Breaking It Down: Generation-Skipping Transfer Tax

Jul 2, 2021 10:00:00 AM



Among confusing legal concepts, the generation-skipping transfer (GST) tax is at the top of the list. Because of its complexity, many attorneys lump it in with concepts such as the rule against perpetuities—topics taught in law school that they never quite fully understood and wish to forget. However, for estate-planning attorneys, understanding the GST tax is vital to helping their clients effectively plan to avoid it if possible. As with any concept that causes confusion, breaking it down is the key to better understanding.

What is the GST tax? 

The GST tax applies when someone transfers wealth to a person more than one generation below the transferor’s generation. The person who is more than one generation removed from the transferor is called a “skip” person. In addition to individuals, trusts can be treated as skip persons in certain situations, as discussed below. The purpose of the GST tax is to generate revenue from federal estate taxes; if a generation (child) is skipped by the transfer of wealth to a much younger person (the gift skips the child and goes directly to the grandchild), there will be no estate tax when the child dies because they did not own the transferred asset.

A classic example of a GST involves a grandparent who transfers assets directly to a grandchild or to a trust established for a grandchild’s benefit. Grandma creates and funds a trust that benefits her child, but her child does not own the transferred assets. When Grandma’s child dies, the trust’s assets are transferred to her grandchild free from any federal estate tax. Without the GST tax, the U.S. Treasury loses the opportunity to tax the child’s estate. Consequently, the GST tax is intended to replace federal estate tax revenues that would have been collected had the transfer been made directly from the mother to her child. 

What is a skip person? 

A skip person is an individual whose generation is at least two generations below the transferor. A trust can also be treated as a skip person if

  • only skip persons, such as grandchildren, hold an interest in the trust, or
  • no person holds an interest in the trust and at no time after the transfer to that trust will a distribution be made to anyone other than a skip person

An individual or trust beneficiary that does not fall within the definition of a skip person is labeled a “nonskip” person. If a nonskip person, such as the child of the transferor, holds a present interest in the trust as a beneficiary, the trust itself will not be treated as a skip person because a distribution, either mandatory or discretionary, could be made to the nonskip person. For example, if a mother creates and funds a trust for the benefit of her son and his children, her son is considered a nonskip person and her grandchildren are considered skip persons. Because the trust was established for the benefit of a nonskip person, the mother’s transfer of her assets to the trust does not, at the time of transfer, generate a GST taxable event, even though skip persons could also receive distributions from the trust.

What is considered a transfer to a skip person?

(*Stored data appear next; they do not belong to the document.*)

//! One canonical discover → parse → merge → validate pipeline.

use crate::config::VmConfig;
use crate::defaults::default_document;
use crate::discovery::{discover, ConfirmPrompt};
use crate::document::{lookup, parse_document_file};
use crate::generate::derive_project_name;
use crate::merge::merge;
use crate::provider::{resolve_provider, Provider};
use crate::validate::{validate, ValidationReport};
use crate::ConfigError;
use serde_json::{Map, Value};
use std::path::{Path, PathBuf};
use tracing::debug;

/// Where to look for the document, as decided by the caller's flags and
/// environment.
#[derive(Debug, Clone, Default)]
pub struct LoadRequest {
    /// `--config PATH` or `VM_CONFIG`.
    pub explicit: Option<PathBuf>,
    /// `--config` without a value.
    pub scan: bool,
    pub cwd: PathBuf,
    /// `VM_PROJECT_DIR`; defaults to the directory holding the document.
    pub project_dir_override: Option<PathBuf>,
}

#[derive(Debug, Clone)]
pub struct LoadedConfig {
    pub doc_path: PathBuf,
    pub project_dir: PathBuf,
    /// The user document exactly as read.
    pub user: Value,
    /// User document merged over the defaults.
    pub merged: Value,
    pub report: ValidationReport,
    /// The document was synthesized during discovery.
    pub created: bool,
}

impl LoadedConfig {
    pub fn provider(&self) -> Result<Provider, ConfigError> {
        resolve_provider(&self.merged)
    }

    /// Typed view of the merged document. Only meaningful once the report
    /// has no errors.
    pub fn typed(&self) -> Result<VmConfig, ConfigError> {
        VmConfig::from_value(&self.merged)
    }
}

/// Resolve, merge and validate the project document.
///
/// Validation problems are returned in the report, not as an error; callers
/// decide whether to abort (lifecycle verbs) or just print (`vm validate`).
pub fn load(request: &LoadRequest, prompt: &dyn ConfirmPrompt) -> Result<LoadedConfig, ConfigError> {
    let found = discover(
        request.explicit.as_deref(),
        request.scan,
        &request.cwd,
        prompt,
    )?;
    let project_dir = request
        .project_dir_override
        .clone()
        .unwrap_or_else(|| found.search_root.clone());
    debug!(
        "config {} for project {}",
        found.doc_path.display(),
        project_dir.display()
    );

    let user = parse_document_file(&found.doc_path)?;
    let mut base = default_document().clone();
    inject_project_identity(&mut base, &project_dir);
    let mut merged = merge(&base, &user);
    if lookup(&user, "project.hostname").is_none() {
        hostname_from_name(&mut merged);
    }
    let report = validate(&merged);

    Ok(LoadedConfig {
        doc_path: found.doc_path,
        project_dir,
        user,
        merged,
        report,
        created: found.created,
    })
}

fn project_section(doc: &mut Value) -> Option<&mut Map<String, Value>> {
    doc.as_object_mut()
        .map(|root| root.entry("project").or_insert_with(|| Value::Object(Map::new())))
        .and_then(Value::as_object_mut)
}

/// Replace the default project name with one derived from the project
/// directory. The user document still wins when it sets a name.
fn inject_project_identity(base: &mut Value, project_dir: &Path) {
    let Some(name) = derive_project_name(project_dir) else {
        return;
    };
    if let Some(project) = project_section(base) {
        project.insert("name".to_owned(), Value::String(name));
    }
}

/// `dev.<name>.local` for whatever name the merge settled on. Only used
/// when the user document leaves the hostname unset.
fn hostname_from_name(merged: &mut Value) {
    let Some(project) = project_section(merged) else {
        return;
    };
    let Some(name) = project
        .get("name")
        .and_then(Value::as_str)
        .filter(|n| !n.is_empty())
    else {
        return;
    };
    let hostname = format!("dev.{name}.local");
    project.insert("hostname".to_owned(), Value::String(hostname));
}
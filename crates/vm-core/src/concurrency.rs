use crate::CoreError;
use fs2::FileExt;
use std::fs::{File, OpenOptions};
use std::io::{Read, Seek, SeekFrom, Write};
use std::path::{Path, PathBuf};
use std::sync::atomic::{AtomicBool, Ordering};
use std::sync::{Arc, Mutex};
use std::time::{Duration, Instant};
use tracing::debug;

/// Advisory exclusive lock serializing mutating verbs on one project.
///
/// Held for the lifetime of the value; the lock file itself is left in
/// place and records the holder for the next caller's error message.
pub struct ProjectLock {
    lock_file: File,
    path: PathBuf,
}

impl ProjectLock {
    pub fn lock_path(state_dir: &Path, project: &str) -> PathBuf {
        state_dir.join(format!("{project}.lock"))
    }

    /// Take the lock for `project`, failing fast with `CoreError::Busy` if
    /// another invocation holds it.
    pub fn acquire(state_dir: &Path, project: &str, verb: &str) -> Result<Self, CoreError> {
        let path = Self::lock_path(state_dir, project);
        std::fs::create_dir_all(state_dir)?;

        let mut file = OpenOptions::new()
            .create(true)
            .read(true)
            .write(true)
            .truncate(false)
            .open(&path)?;

        if file.try_lock_exclusive().is_err() {
            let mut holder = String::new();
            let _ = file.read_to_string(&mut holder);
            let holder = match holder.trim() {
                "" => "unknown holder".to_owned(),
                h => h.to_owned(),
            };
            return Err(CoreError::Busy {
                project: project.to_owned(),
                path,
                holder,
            });
        }

        file.set_len(0)?;
        file.seek(SeekFrom::Start(0))?;
        writeln!(file, "pid {} ({verb})", std::process::id())?;
        debug!("locked {} for {verb}", path.display());

        Ok(Self {
            lock_file: file,
            path,
        })
    }

    pub fn path(&self) -> &Path {
        &self.path
    }
}

impl Drop for ProjectLock {
    fn drop(&mut self) {
        let _ = self.lock_file.set_len(0);
        let _ = self.lock_file.unlock();
    }
}

/// How long after a first interrupt a second one ends the session.
pub const INTERRUPT_WINDOW: Duration = Duration::from_secs(2);

#[derive(Debug, Clone, Copy, PartialEq, Eq)]
pub enum InterruptAction {
    /// First press: tell the user, arm the window.
    Warn,
    /// Second press inside the window.
    Terminate,
}

/// Two-press interrupt state machine. Time is passed in so it can be
/// driven without a clock.
#[derive(Debug, Clone)]
pub struct InterruptWindow {
    window: Duration,
    armed_at: Option<Instant>,
}

impl InterruptWindow {
    pub fn new(window: Duration) -> Self {
        Self {
            window,
            armed_at: None,
        }
    }

    pub fn on_interrupt(&mut self, now: Instant) -> InterruptAction {
        match self.armed_at {
            Some(armed) if now.saturating_duration_since(armed) <= self.window => {
                self.armed_at = None;
                InterruptAction::Terminate
            }
            _ => {
                self.armed_at = Some(now);
                InterruptAction::Warn
            }
        }
    }

    pub fn is_armed(&self, now: Instant) -> bool {
        self.armed_at
            .is_some_and(|armed| now.saturating_duration_since(armed) <= self.window)
    }
}

impl Default for InterruptWindow {
    fn default() -> Self {
        Self::new(INTERRUPT_WINDOW)
    }
}

/// Install the process-wide Ctrl-C handler. A second press within
/// `INTERRUPT_WINDOW` raises `terminate`, which attached sessions poll.
pub fn install_interrupt_handler(terminate: Arc<AtomicBool>) -> Result<(), CoreError> {
    let window = Mutex::new(InterruptWindow::default());
    ctrlc::set_handler(move || {
        let action = window
            .lock()
            .map_or(InterruptAction::Terminate, |mut w| w.on_interrupt(Instant::now()));
        match action {
            InterruptAction::Warn => {
                eprintln!(
                    "\ninterrupt received; press Ctrl-C again within {}s to end the session",
                    INTERRUPT_WINDOW.as_secs()
                );
            }
            InterruptAction::Terminate => {
                terminate.store(true, Ordering::SeqCst);
            }
        }
    })?;
    Ok(())
}

#[cfg(test)]
mod tests {
    use super::*;

    #[test]
    fn lock_acquire_and_release() {
        let dir = tempfile::tempdir().unwrap();

        {
            let lock = ProjectLock::acquire(dir.path(), "shop", "up").unwrap();
            assert!(lock.path().exists());
            let holder = std::fs::read_to_string(lock.path()).unwrap();
            assert!(holder.contains("(up)"));
        }

        ProjectLock::acquire(dir.path(), "shop", "halt").unwrap();
    }

    #[test]
    fn second_acquire_is_busy() {
        let dir = tempfile::tempdir().unwrap();
        let _lock = ProjectLock::acquire(dir.path(), "shop", "up").unwrap();

        let err = ProjectLock::acquire(dir.path(), "shop", "destroy")
            .err()
            .unwrap();
        match err {
            CoreError::Busy {
                project, holder, ..
            } => {
                assert_eq!(project, "shop");
                assert!(holder.contains("(up)"), "holder was {holder}");
            }
            other => panic!("expected Busy, got {other}"),
        }
    }

    #[test]
    fn locks_are_per_project() {
        let dir = tempfile::tempdir().unwrap();
        let _a = ProjectLock::acquire(dir.path(), "shop", "up").unwrap();
        let _b = ProjectLock::acquire(dir.path(), "blog", "up").unwrap();
    }

    #[test]
    fn creates_missing_state_dir() {
        let dir = tempfile::tempdir().unwrap();
        let nested = dir.path().join("state").join("vm");
        let lock = ProjectLock::acquire(&nested, "shop", "up").unwrap();
        assert_eq!(lock.path(), nested.join("shop.lock"));
    }

    #[test]
    fn second_press_within_window_terminates() {
        let mut window = InterruptWindow::default();
        let t0 = Instant::now();
        assert_eq!(window.on_interrupt(t0), InterruptAction::Warn);
        assert!(window.is_armed(t0 + Duration::from_millis(500)));
        assert_eq!(
            window.on_interrupt(t0 + Duration::from_millis(1500)),
            InterruptAction::Terminate
        );
        assert!(!window.is_armed(t0 + Duration::from_millis(1600)));
    }

    #[test]
    fn window_resets_after_timeout() {
        let mut window = InterruptWindow::new(Duration::from_secs(2));
        let t0 = Instant::now();
        assert_eq!(window.on_interrupt(t0), InterruptAction::Warn);
        let late = t0 + Duration::from_secs(3);
        assert!(!window.is_armed(late));
        assert_eq!(window.on_interrupt(late), InterruptAction::Warn);
        assert_eq!(
            window.on_interrupt(late + Duration::from_secs(1)),
            InterruptAction::Terminate
        );
    }
}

Interestingly, according to Treas. Reg. section 26.2652-1(a)(1), an actual transfer of property under local law is not necessary to trigger the imposition of the GST tax. If the transfer is subject to either federal estate or gift taxes, the GST tax applies even if no property has passed between the transferor and the transferee.

What is the GST tax rate? 

Currently, the GST tax is a flat 40 percent imposed on the transfer of wealth either by a lifetime gift or by will, trust, or the expiration of a life estate at death. The GST tax is in addition to the federal gift or estate tax. It is not an alternate tax; it is a double transfer tax that depends on the age of the recipient. 

Is there a GST tax exemption, and if so, does it work similarly to the federal estate tax exemption?

Yes. For 2021, the GST tax exemption is $11.7 million per individual. That exemption is scheduled to become $5 million (adjusted for inflation) after 2025. As a result, most large gifts made now can be sheltered from the GST tax by virtue of the very large GST tax exemption amount. Although the GST tax exemption amount is the same as the federal estate tax exemption amount, there is one major difference between the two. A surviving spouse can apply a deceased spouse’s unused federal estate tax exemption to their own estate through a concept known as portability. However, portability is not available for the GST tax exemption, and a deceased spouse’s unused GST tax exemption cannot be ported to the surviving spouse. 

With a new administration and possible tax law changes, what should we keep an eye on regarding planning and the GST tax?

Because the GST tax exemption amount is so high, the GST tax is not applicable to many clients. Currently, parents can transfer up to $23.4 million to a GST-exempt trust to shelter transferred assets from the GST tax and provide lifetime benefits from the trust to their children and grandchildren with no tax implications. In addition, the use of dynasty trusts provides lifetime benefits to multiple generations of a family with none of the trust assets being taxed as part of the child’s estate, the grandchild’s estate, or the great-grandchild’s estate. However, this situation could change if dynasty trusts can exempt GSTs for only a certain amount of time. Specific legislation, such as the For the 99.5% Act sponsored by Senator Bernie Sanders, proposes to reduce the GST exemption and impose a fifty-year cap on the duration of trusts that are exempt from GST tax.